- Required action
An exact, word-for-word copy of the entries is required, beginning at the line that contains "most significant one." and ending at the last line, both included.

- Listed entries
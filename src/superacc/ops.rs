use super::*;

impl Superaccumulator {
  /// Add the value of `other` into `self`, exactly.
  ///
  /// Merging is associative and commutative, like accumulating: however a set of inputs is split
  /// among accumulators, merging them all gives the same value as accumulating all inputs into
  /// one. This is what makes parallel and distributed reductions reproducible.
  ///
  /// # Example
  ///
  /// ```
  /// # use repro_blas::Superaccumulator;
  /// let a = Superaccumulator::from_iter([1e300, 0.5]);
  /// let b = Superaccumulator::from_iter([-1e300, 0.25]);
  /// let mut merged = a.clone();
  /// merged.merge(&b);
  /// assert_eq!(merged.round(), Ok(0.75));
  /// ```
  pub fn merge(&mut self, other: &Self) {
    for (i, &word) in other.bins.iter().enumerate() {
      if word != 0 {
        self.accumulate_word(i, word)
      }
    }
    self.non_finite += other.non_finite;
    self.overflow |= other.overflow;
  }
}

impl core::ops::AddAssign<f64> for Superaccumulator {
  fn add_assign(&mut self, rhs: f64) {
    self.accumulate(rhs)
  }
}

impl core::ops::SubAssign<f64> for Superaccumulator {
  fn sub_assign(&mut self, rhs: f64) {
    self.accumulate(-rhs)
  }
}

impl core::ops::AddAssign<&Superaccumulator> for Superaccumulator {
  fn add_assign(&mut self, rhs: &Superaccumulator) {
    self.merge(rhs)
  }
}

impl core::ops::AddAssign<Superaccumulator> for Superaccumulator {
  fn add_assign(&mut self, rhs: Superaccumulator) {
    self.merge(&rhs)
  }
}

impl From<f64> for Superaccumulator {
  fn from(value: f64) -> Self {
    let mut acc = Self::ZERO;
    acc.accumulate(value);
    acc
  }
}

impl Extend<f64> for Superaccumulator {
  fn extend<I: IntoIterator<Item = f64>>(&mut self, iter: I) {
    for x in iter {
      self.accumulate(x)
    }
  }
}

impl FromIterator<f64> for Superaccumulator {
  fn from_iter<I: IntoIterator<Item = f64>>(iter: I) -> Self {
    let mut acc = Self::ZERO;
    acc.extend(iter);
    acc
  }
}

impl core::iter::Sum for Superaccumulator {
  fn sum<I: Iterator<Item = Self>>(iter: I) -> Self {
    iter.fold(Self::ZERO, |mut acc, x| { acc += x; acc })
  }
}
use super::*;

impl Superaccumulator {
  /// Propagate carries so that every bin but the most significant holds exactly
  /// [`DIGITS`](Self::DIGITS) bits, in `0 .. 2^DIGITS`, and the most significant bin holds the
  /// remaining (signed) carry. Returns whether the represented value is negative.
  ///
  /// Only the bins written since the last normalization, and the bins their carries reach, are
  /// visited. Normalizing is idempotent, and does not change the represented value.
  ///
  /// # Example
  ///
  /// ```
  /// # use repro_blas::Superaccumulator;
  /// let mut acc = Superaccumulator::ZERO;
  /// acc += -0.75;
  /// assert!(acc.normalize());
  /// // -0.75 = -1 + 1/4
  /// assert_eq!(acc.bins()[Superaccumulator::IMAX], -1);
  /// assert_eq!(acc.bins()[19], 1 << 54);
  /// ```
  pub fn normalize(&mut self) -> bool {
    if !self.is_normalized() {
      self.normalize_range(self.imin, self.imax)
    }
    self.is_negative_normalized()
  }

  /// Propagate carries starting from bin `imin`, through at least bin `imax`, and then upwards
  /// for as long as there is a carry.
  ///
  /// Bins above `imax` that were written since the last normalization are visited too, so only
  /// `imin` may be narrower than the touched range: bins below it are left as they are, and stay
  /// marked as touched.
  pub fn normalize_range(&mut self, imin: usize, imax: usize) {
    debug_assert!(imin <= imax && imax <= Self::IMAX);
    let imax = if self.is_normalized() {imax} else {imax.max(self.imax)};
    let mut carry = 0_i64;
    let mut i = imin;
    while i < Self::IMAX {
      if i > imax && carry == 0 {
        break
      }
      // `|exact| < 2^63 + 2^8`, so the carry out is less than `2^8` in magnitude.
      let exact = i128::from(self.bins[i]) + i128::from(carry);
      carry = (exact >> Self::DIGITS) as i64;
      self.bins[i] = (exact & i128::from(Self::DIGITS_MASK)) as i64;
      i += 1;
    }

    // The most significant bin absorbs the last carry whole, rather than passing it on, so no
    // information is lost.
    if i == Self::IMAX && carry != 0 {
      let (top, overflow) = self.bins[Self::IMAX].overflowing_add(carry);
      self.bins[Self::IMAX] = top;
      if overflow {
        log::warn!("superaccumulator range overflow while normalizing");
        self.overflow = true;
      }
    }

    // Everything from `imin` up is normalized now; anything touched below it is not.
    if self.imin >= imin {
      self.imin = BIN_COUNT;
      self.imax = 0;
    } else {
      self.imax = imin - 1;
    }
  }

  /// Sign of a normalized accumulator: all bins but the most significant are non-negative, so the
  /// sign is that of the most significant one.
  #[inline]
  pub(crate) fn is_negative_normalized(&self) -> bool {
    debug_assert!(self.is_normalized());
    self.bins[Self::IMAX] < 0
  }
}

- Solution to this problem
  /// sign is that of the most significant one.
  #[inline]
  pub(crate) fn is_negative_normalized(&self) -> bool {
    debug_assert!(self.is_normalized());
    self.bins[Self::IMAX] < 0
  }
}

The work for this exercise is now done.